3. Ces principes posés, j'aborde la dissection biologique des Romans de Paul Bourget en vous rappelant quelques-uns des types de médecin qu'on y rencontre.
Ils ne sont pas très nombreux. Un critique[2] n'en a trouvé que trois sur trois cent quatre-vingt-onze personnages mis en scène. On en trouvera davantage si on tient compte des simples esquisses. En tous cas, ils sont finement observés et joliment crayonnés.
[2] Jules Sageret.—Les grands convertis. Paul Bourget.
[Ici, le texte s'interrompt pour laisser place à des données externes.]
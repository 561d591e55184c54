//! Tania Common - Shared types and storage for the Tania catalog service.
//!
//! Domain models, the SQLite catalog store, request validation, the
//! symptom matcher, and the keyword chat responder. Everything here is
//! read-only at query time; mutation happens only through seeding.

pub mod api;
pub mod catalog_db;
pub mod chatbot;
pub mod config;
pub mod models;
pub mod symptom_matcher;
pub mod validation;

pub use api::*;
pub use models::*;
pub use validation::{FieldError, ValidationError, Validator};
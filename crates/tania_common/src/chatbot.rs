//! Keyword chat responder.
//!
//! A fixed decision table: an ordered list of (predicate, response) pairs
//! evaluated first-match-wins over the lowercased message. No state is
//! kept between calls; the suggestions list is constant regardless of the
//! branch taken.

use crate::api::{ChatRequest, ChatResponse};
use crate::validation::{ValidationError, Validator};

/// Hard cap on message length, matching the original validator.
pub const MAX_MESSAGE_LEN: usize = 1000;

const LEAF_SPOT_ADVISORY: &str = "Based on your description of leaf spots, this could be a fungal disease. Common causes include leaf blight or leaf spot diseases. I recommend checking for circular or irregular brown spots on leaves. Would you like me to show you some common leaf spot diseases and their treatments?";

const WILT_ADVISORY: &str = "Wilting symptoms can be caused by various factors including bacterial wilt, fungal diseases, or water stress. Can you describe the pattern of wilting? Is it affecting the whole plant or just certain leaves?";

const INSECT_ADVISORY: &str = "For insect identification, it would help to know the size, color, and behavior of the pest. Can you describe what the insect looks like? Also, what type of crop is affected?";

const FALLBACK_ADVISORY: &str = "I'd be happy to help identify pests or diseases. Please describe the symptoms you're observing, such as: leaf discoloration, spots, wilting, insect damage, or any other unusual signs. Also mention what crop or plant is affected.";

/// The four fixed follow-up suggestions.
pub const SUGGESTIONS: [&str; 4] = [
    "Show me common leaf diseases",
    "Help identify insect pests",
    "What causes plant wilting?",
    "Recommend pest control methods",
];

fn leaf_spot(m: &str) -> bool {
    m.contains("leaf") && m.contains("spot")
}

fn wilt(m: &str) -> bool {
    m.contains("wilt")
}

fn insect(m: &str) -> bool {
    m.contains("insect") || m.contains("bug")
}

/// Branch order matters: the first matching rule wins.
static RULES: &[(fn(&str) -> bool, &str)] = &[
    (leaf_spot, LEAF_SPOT_ADVISORY),
    (wilt, WILT_ADVISORY),
    (insect, INSECT_ADVISORY),
];

/// Select the advisory for a message. Pure given its input.
pub fn advisory_for(message: &str) -> &'static str {
    let lowered = message.to_lowercase();
    RULES
        .iter()
        .find(|(predicate, _)| predicate(&lowered))
        .map(|(_, response)| *response)
        .unwrap_or(FALLBACK_ADVISORY)
}

/// Validate a chat request and produce the canned response.
///
/// The `context` field is accepted but never consumed.
pub fn respond(req: &ChatRequest) -> Result<ChatResponse, ValidationError> {
    // Input is trimmed before validation, so a whitespace-only message
    // fails the required check instead of reaching the fallback.
    let message = req.message.trim();

    let mut v = Validator::new();
    v.required("message", message);
    v.max_len("message", message, MAX_MESSAGE_LEN);
    v.finish()?;

    Ok(ChatResponse {
        response: advisory_for(message).to_string(),
        suggestions: SUGGESTIONS.iter().map(|s| s.to_string()).collect(),
    })
}

#[cfg(test)]
mod tests {
    use super::*;

    fn request(message: &str) -> ChatRequest {
        ChatRequest {
            message: message.to_string(),
            context: None,
        }
    }

    #[test]
    fn leaf_spot_branch() {
        let r = respond(&request("my leaf has a brown spot")).unwrap();
        assert!(r.response.contains("fungal disease"));
    }

    #[test]
    fn wilt_branch() {
        let r = respond(&request("the whole plant is wilting")).unwrap();
        assert!(r.response.contains("Wilting symptoms"));
    }

    #[test]
    fn insect_branch() {
        let r = respond(&request("I see a strange bug")).unwrap();
        assert!(r.response.contains("insect identification"));
    }

    #[test]
    fn fallback_branch() {
        let r = respond(&request("what should I do")).unwrap();
        assert!(r.response.starts_with("I'd be happy to help"));
    }

    #[test]
    fn leaf_without_spot_falls_through_to_wilt() {
        // "leaf" alone must not trigger the leaf-spot branch.
        let r = respond(&request("every leaf is wilting")).unwrap();
        assert!(r.response.contains("Wilting symptoms"));
    }

    #[test]
    fn matching_is_case_insensitive() {
        let r = respond(&request("LEAF SPOT everywhere")).unwrap();
        assert!(r.response.contains("fungal disease"));
    }

    #[test]
    fn suggestions_constant_across_branches() {
        let a = respond(&request("leaf spot")).unwrap();
        let b = respond(&request("anything else")).unwrap();
        assert_eq!(a.suggestions, b.suggestions);
        assert_eq!(a.suggestions.len(), 4);
    }

    #[test]
    fn empty_message_rejected() {
        let err = respond(&request("")).unwrap_err();
        assert_eq!(err.errors[0].field, "message");
    }

    #[test]
    fn whitespace_only_message_rejected() {
        let err = respond(&request("   \t ")).unwrap_err();
        assert_eq!(err.errors[0].field, "message");
    }

    #[test]
    fn message_length_boundary() {
        assert!(respond(&request(&"a".repeat(1000))).is_ok());
        let err = respond(&request(&"a".repeat(1001))).unwrap_err();
        assert_eq!(err.errors[0].field, "message");
    }

    #[test]
    fn context_is_ignored() {
        let req = ChatRequest {
            message: "leaf spot".to_string(),
            context: Some(vec![serde_json::json!({"role": "user"})]),
        };
        let with = respond(&req).unwrap();
        let without = respond(&request("leaf spot")).unwrap();
        assert_eq!(with.response, without.response);
    }
}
La Revue, 1er et 15 novembre 1903, p. 297.
Voici d'abord un «praticien de quartier», le Dr Graux: «à côté des professeurs justement illustres auxquels le temps manque et des charlatans sans conscience que l'on doit supplier pour en obtenir des consultations de cent francs», il est un de ces «modestes docteurs qui tiennent le rôle, autrefois si fréquent, aujourd'hui si rare, du médecin de famille, toujours à portée et cependant discret, et qui, connaissant ses clients depuis des années, devenait naturellement leur ami et leur conseiller»[3].
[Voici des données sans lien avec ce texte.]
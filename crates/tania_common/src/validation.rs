//! Declarative request validation.
//!
//! Every operation runs an explicit validation step before any matching
//! logic: required fields, string lengths, enum membership, numeric
//! ranges, referential existence. The result is either success or a list
//! of field errors; there is no ambient validator object.

use serde::{Deserialize, Serialize};
use thiserror::Error;

/// A single failed constraint, named by the offending field.
#[derive(Debug, Clone, PartialEq, Eq, Serialize, Deserialize)]
pub struct FieldError {
    pub field: String,
    pub message: String,
}

/// The only failure kind in this service. Maps to HTTP 422.
#[derive(Debug, Clone, PartialEq, Eq, Serialize, Deserialize, Error)]
#[error("validation failed: {} field error(s)", .errors.len())]
pub struct ValidationError {
    pub errors: Vec<FieldError>,
}

impl ValidationError {
    pub fn single(field: &str, message: &str) -> Self {
        Self {
            errors: vec![FieldError {
                field: field.to_string(),
                message: message.to_string(),
            }],
        }
    }
}

/// Accumulates field errors across the checks of one request.
#[derive(Debug, Default)]
pub struct Validator {
    errors: Vec<FieldError>,
}

impl Validator {
    pub fn new() -> Self {
        Self::default()
    }

    pub fn fail(&mut self, field: &str, message: &str) {
        self.errors.push(FieldError {
            field: field.to_string(),
            message: message.to_string(),
        });
    }

    /// String length cap (counted in characters, matching the original
    /// validator's semantics).
    pub fn max_len(&mut self, field: &str, value: &str, max: usize) {
        if value.chars().count() > max {
            self.fail(field, &format!("must not exceed {} characters", max));
        }
    }

    pub fn required(&mut self, field: &str, value: &str) {
        if value.is_empty() {
            self.fail(field, "is required");
        }
    }

    /// Inclusive integer range check.
    pub fn in_range(&mut self, field: &str, value: i64, min: i64, max: i64) {
        if value < min || value > max {
            self.fail(field, &format!("must be between {} and {}", min, max));
        }
    }

    /// Referential existence, with the lookup already performed by the
    /// caller (the validator stays storage-free).
    pub fn exists(&mut self, field: &str, found: bool) {
        if !found {
            self.fail(field, "does not reference an existing record");
        }
    }

    pub fn finish(self) -> Result<(), ValidationError> {
        if self.errors.is_empty() {
            Ok(())
        } else {
            Err(ValidationError {
                errors: self.errors,
            })
        }
    }
}

#[cfg(test)]
mod tests {
    use super::*;

    #[test]
    fn empty_validator_passes() {
        assert!(Validator::new().finish().is_ok());
    }

    #[test]
    fn max_len_counts_characters_not_bytes() {
        let mut v = Validator::new();
        // 500 multibyte characters must still pass a 500-char cap.
        let s = "é".repeat(500);
        v.max_len("symptoms", &s, 500);
        assert!(v.finish().is_ok());

        let mut v = Validator::new();
        let s = "é".repeat(501);
        v.max_len("symptoms", &s, 500);
        let err = v.finish().unwrap_err();
        assert_eq!(err.errors[0].field, "symptoms");
    }

    #[test]
    fn collects_multiple_field_errors() {
        let mut v = Validator::new();
        v.required("message", "");
        v.in_range("year", 1999, 2000, 2026);
        v.exists("commodity_id", false);
        let err = v.finish().unwrap_err();
        assert_eq!(err.errors.len(), 3);
        let fields: Vec<_> = err.errors.iter().map(|e| e.field.as_str()).collect();
        assert_eq!(fields, vec!["message", "year", "commodity_id"]);
    }

    #[test]
    fn range_is_inclusive() {
        let mut v = Validator::new();
        v.in_range("year", 2000, 2000, 2026);
        v.in_range("year", 2026, 2000, 2026);
        assert!(v.finish().is_ok());
    }
}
[3] L'Etape (oct. 1901-mai 1902), p. 421.—Toutes les citations des œuvres de Paul Bourget sont faites sur l'édition in-8o pour les Romans parus dans les sept premiers volumes des Œuvres complètes, dans l'édition in-18 pour les suivants.
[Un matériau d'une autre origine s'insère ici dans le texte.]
//! Catalog database - SQLite-backed agricultural reference store.
//!
//! Holds the four record kinds plus the distribution fact table:
//! - provinces / regencies / districts: the 3-level administrative tree
//! - commodities and their varieties
//! - pests (pest/disease catalog with JSON symptom/control lists)
//! - commodity_distributions: Commodity x GeographicUnit x Year facts
//!
//! The API surface only reads; inserts exist for seeding and tests.
//! JSON columns are stored as serialized TEXT, matching the original
//! schema's json() columns.

use crate::api::TableCounts;
use crate::models::{
    Commodity, CommodityDetail, CommoditySummary, CommodityWithVarieties, Distribution,
    DistributionDetail, GeoSummary, GeoUnit, IdName, Pest, PestType, Variety,
    VarietyWithCommodity,
};
use crate::symptom_matcher::{self, PestFilter};
use anyhow::Result;
use rusqlite::{params, Connection, Row};
use serde_json::Value;
use std::path::Path;

/// Validated distribution filter with the year already defaulted.
#[derive(Debug, Clone, Default)]
pub struct DistributionFilter {
    pub commodity_id: Option<i64>,
    pub province_id: Option<i64>,
    pub regency_id: Option<i64>,
    pub district_id: Option<i64>,
    pub year: i64,
}

/// SQLite-backed catalog store.
pub struct CatalogDb {
    conn: Connection,
}
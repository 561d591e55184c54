//! Symptom matcher for the pest/disease search.
//!
//! Matching is a pure substring test over three fields, unit-testable in
//! isolation from storage: the lowercased query must appear in the
//! record's lowercased name, description, or serialized symptoms list.
//! Filters are combined with logical AND.

use crate::api::PestSearchRequest;
use crate::models::{Pest, PestType};
use crate::validation::{ValidationError, Validator};

/// Hard cap on the symptom description, matching the original validator.
pub const MAX_SYMPTOMS_LEN: usize = 500;

/// A validated, normalized search. The symptom text is pre-lowercased.
#[derive(Debug, Clone, Default)]
pub struct PestFilter {
    pub symptoms: Option<String>,
    pub commodity_id: Option<i64>,
    pub pest_type: Option<PestType>,
}

impl PestFilter {
    /// Validate the storage-free constraints of a search request: symptom
    /// length and type enumeration. Referential existence of
    /// `commodity_id` is checked by the caller against the store.
    pub fn from_request(req: &PestSearchRequest) -> Result<Self, ValidationError> {
        let mut v = Validator::new();

        if let Some(symptoms) = &req.symptoms {
            v.max_len("symptoms", symptoms, MAX_SYMPTOMS_LEN);
        }

        let pest_type = match &req.pest_type {
            Some(raw) => {
                let parsed = PestType::parse(raw);
                if parsed.is_none() {
                    v.fail("type", "must be one of: pest, disease");
                }
                parsed
            }
            None => None,
        };

        v.finish()?;

        Ok(Self {
            symptoms: req
                .symptoms
                .as_ref()
                .filter(|s| !s.is_empty())
                .map(|s| s.to_lowercase()),
            commodity_id: req.commodity_id,
            pest_type,
        })
    }

    /// True when no filter was supplied at all. Such a search returns the
    /// entire table; see the handler for the compatibility note.
    pub fn is_empty(&self) -> bool {
        self.symptoms.is_none() && self.commodity_id.is_none() && self.pest_type.is_none()
    }
}

/// The three-field substring predicate. `query` must be lowercase.
pub fn matches_symptom(pest: &Pest, query: &str) -> bool {
    if pest.name.to_lowercase().contains(query) {
        return true;
    }
    if let Some(description) = &pest.description {
        if description.to_lowercase().contains(query) {
            return true;
        }
    }
    // The original matches against the serialized JSON of the symptom
    // list, not the individual entries; keep that shape.
    let serialized = serde_json::to_string(&pest.symptoms).unwrap_or_default();
    serialized.to_lowercase().contains(query)
}

/// Full filter: all supplied conditions must hold.
pub fn matches(pest: &Pest, filter: &PestFilter) -> bool {
    if let Some(query) = &filter.symptoms {
        if !matches_symptom(pest, query) {
            return false;
        }
    }
    if let Some(commodity_id) = filter.commodity_id {
        if !pest.affected_commodities.contains(&commodity_id) {
            return false;
        }
    }
    if let Some(pest_type) = filter.pest_type {
        if pest.pest_type != pest_type {
            return false;
        }
    }
    true
}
Tout autre est le Dr Louvet[4], le médecin mondain avec son salon d'attente, meublé «comme un musée, avec la prodigalité de bibelots particulière aux installations modernes». Il appartient à «cette génération de savants, hommes du monde, qui vont à l'hôpital le matin, reçoivent leurs clients l'après-midi et trouvent le moyen d'avoir de l'esprit, comme des oisifs, dans un salon, à dix heures du soir». Aussi, «ont-ils l'intelligence de préparer aux longues attentes de leurs belles malades un décor où elles retrouvent un peu de ce qu'elles ont laissé au logis, une face des choses semblable à celle qui leur est coutumière», tandis que, dans le cabinet du docteur, il n'y a que des livres, «contraste habilement cherché par Louvet, metteur en scène aussi habile qu'il était bon diagnosticien»; Louvet, «ce mince avec un air de mignon de Henri III. Je l'appelle toujours Louvetsky, parce qu'il ne soigne que des Russes»[5].
[4] Un Crime d'amour (oct. 1885-janvier 1886), p. 208.
[5] Mensonges (février-octobre 1887), p. 38.